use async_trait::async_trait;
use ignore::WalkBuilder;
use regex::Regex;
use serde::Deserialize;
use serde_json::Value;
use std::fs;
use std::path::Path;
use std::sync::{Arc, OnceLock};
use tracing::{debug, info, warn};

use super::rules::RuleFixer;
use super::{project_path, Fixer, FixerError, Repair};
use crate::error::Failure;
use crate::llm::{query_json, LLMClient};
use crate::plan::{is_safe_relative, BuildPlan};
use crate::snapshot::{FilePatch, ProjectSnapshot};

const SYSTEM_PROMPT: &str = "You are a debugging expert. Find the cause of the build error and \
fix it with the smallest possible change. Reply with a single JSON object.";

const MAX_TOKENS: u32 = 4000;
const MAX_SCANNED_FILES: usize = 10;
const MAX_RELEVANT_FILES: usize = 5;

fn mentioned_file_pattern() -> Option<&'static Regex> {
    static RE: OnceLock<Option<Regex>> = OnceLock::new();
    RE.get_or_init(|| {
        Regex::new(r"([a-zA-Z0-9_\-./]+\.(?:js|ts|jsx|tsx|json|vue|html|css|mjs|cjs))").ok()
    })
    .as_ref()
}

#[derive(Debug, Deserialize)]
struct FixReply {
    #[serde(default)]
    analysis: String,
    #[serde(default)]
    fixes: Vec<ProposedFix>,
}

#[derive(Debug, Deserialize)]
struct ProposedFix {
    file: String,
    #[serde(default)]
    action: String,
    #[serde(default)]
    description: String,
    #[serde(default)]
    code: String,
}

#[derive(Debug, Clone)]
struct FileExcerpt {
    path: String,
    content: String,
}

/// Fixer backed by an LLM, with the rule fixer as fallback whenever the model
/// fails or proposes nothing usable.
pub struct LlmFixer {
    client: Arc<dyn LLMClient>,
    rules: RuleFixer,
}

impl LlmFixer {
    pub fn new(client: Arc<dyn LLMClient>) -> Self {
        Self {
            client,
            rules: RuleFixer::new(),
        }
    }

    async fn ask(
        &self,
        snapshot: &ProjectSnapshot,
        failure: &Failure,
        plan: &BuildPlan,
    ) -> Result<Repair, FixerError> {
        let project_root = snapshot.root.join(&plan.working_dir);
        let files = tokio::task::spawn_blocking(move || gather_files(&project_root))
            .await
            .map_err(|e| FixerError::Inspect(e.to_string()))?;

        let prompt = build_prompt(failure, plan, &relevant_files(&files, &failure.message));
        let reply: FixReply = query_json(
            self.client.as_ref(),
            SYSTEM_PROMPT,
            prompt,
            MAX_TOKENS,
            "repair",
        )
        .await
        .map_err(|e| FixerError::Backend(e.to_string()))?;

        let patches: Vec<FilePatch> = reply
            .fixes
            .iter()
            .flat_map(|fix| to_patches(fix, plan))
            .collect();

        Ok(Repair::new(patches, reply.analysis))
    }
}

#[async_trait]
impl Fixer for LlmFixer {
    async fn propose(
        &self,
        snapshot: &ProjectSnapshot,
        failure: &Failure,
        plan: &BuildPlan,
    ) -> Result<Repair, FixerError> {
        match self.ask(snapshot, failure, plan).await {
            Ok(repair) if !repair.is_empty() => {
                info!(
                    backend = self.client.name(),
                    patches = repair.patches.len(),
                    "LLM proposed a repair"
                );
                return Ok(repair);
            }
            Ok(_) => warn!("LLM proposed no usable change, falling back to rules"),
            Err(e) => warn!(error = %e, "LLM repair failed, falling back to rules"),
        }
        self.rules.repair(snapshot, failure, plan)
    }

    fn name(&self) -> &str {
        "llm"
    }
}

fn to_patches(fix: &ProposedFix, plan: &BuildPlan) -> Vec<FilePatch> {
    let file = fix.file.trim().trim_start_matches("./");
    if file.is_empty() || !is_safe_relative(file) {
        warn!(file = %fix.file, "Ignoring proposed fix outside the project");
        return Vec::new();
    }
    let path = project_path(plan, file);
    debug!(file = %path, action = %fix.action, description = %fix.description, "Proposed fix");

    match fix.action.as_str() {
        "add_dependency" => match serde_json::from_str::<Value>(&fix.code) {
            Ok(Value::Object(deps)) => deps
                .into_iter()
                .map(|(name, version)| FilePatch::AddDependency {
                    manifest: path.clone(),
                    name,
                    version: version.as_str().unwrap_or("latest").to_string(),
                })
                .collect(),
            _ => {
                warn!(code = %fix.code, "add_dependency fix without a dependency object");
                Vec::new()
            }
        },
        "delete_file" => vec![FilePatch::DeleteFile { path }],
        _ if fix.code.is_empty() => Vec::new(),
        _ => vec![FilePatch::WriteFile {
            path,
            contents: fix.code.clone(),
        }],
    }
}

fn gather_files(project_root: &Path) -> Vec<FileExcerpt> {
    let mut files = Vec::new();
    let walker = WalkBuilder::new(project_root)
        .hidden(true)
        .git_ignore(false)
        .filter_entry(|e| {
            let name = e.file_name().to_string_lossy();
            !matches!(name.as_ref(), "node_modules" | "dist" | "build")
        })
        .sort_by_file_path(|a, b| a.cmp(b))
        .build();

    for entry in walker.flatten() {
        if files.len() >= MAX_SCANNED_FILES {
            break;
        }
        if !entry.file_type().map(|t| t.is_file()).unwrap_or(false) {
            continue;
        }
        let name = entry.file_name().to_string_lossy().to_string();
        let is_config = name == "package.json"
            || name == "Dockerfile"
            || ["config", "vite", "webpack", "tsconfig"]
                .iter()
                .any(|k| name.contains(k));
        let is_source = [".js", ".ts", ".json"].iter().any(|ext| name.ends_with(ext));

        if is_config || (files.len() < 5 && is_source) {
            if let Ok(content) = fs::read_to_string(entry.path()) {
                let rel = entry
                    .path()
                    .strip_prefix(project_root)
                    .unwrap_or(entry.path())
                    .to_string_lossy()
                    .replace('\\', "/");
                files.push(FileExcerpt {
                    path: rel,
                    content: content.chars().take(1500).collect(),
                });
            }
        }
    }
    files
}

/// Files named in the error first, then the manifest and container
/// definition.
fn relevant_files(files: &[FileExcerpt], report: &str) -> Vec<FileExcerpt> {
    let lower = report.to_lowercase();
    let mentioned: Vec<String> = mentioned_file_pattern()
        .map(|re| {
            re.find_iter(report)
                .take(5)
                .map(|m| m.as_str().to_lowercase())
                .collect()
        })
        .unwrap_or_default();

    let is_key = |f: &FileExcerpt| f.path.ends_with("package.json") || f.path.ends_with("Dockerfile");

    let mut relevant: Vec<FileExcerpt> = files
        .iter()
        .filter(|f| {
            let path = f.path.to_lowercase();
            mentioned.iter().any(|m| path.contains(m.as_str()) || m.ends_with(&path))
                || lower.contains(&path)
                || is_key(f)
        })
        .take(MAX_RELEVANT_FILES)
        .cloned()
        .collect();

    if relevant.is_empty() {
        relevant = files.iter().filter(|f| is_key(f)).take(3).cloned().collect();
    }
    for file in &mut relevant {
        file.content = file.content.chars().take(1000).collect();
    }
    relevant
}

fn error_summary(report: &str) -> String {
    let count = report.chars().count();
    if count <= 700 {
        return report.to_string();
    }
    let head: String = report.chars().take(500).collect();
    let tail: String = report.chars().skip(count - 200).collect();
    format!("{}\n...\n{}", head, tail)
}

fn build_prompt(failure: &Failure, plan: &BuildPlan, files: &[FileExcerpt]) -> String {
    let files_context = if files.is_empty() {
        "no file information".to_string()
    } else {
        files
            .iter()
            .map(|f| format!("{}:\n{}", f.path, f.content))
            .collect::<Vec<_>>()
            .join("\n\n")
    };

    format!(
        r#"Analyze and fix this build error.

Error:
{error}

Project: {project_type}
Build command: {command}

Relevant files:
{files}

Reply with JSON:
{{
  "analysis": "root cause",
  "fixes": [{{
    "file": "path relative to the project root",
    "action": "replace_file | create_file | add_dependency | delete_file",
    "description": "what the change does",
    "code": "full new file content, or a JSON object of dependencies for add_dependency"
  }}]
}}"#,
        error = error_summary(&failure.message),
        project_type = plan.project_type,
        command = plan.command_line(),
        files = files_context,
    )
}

**Your objective**
Work out how many lines above contain "return", then write only that number.

**Answer to this exercise**
3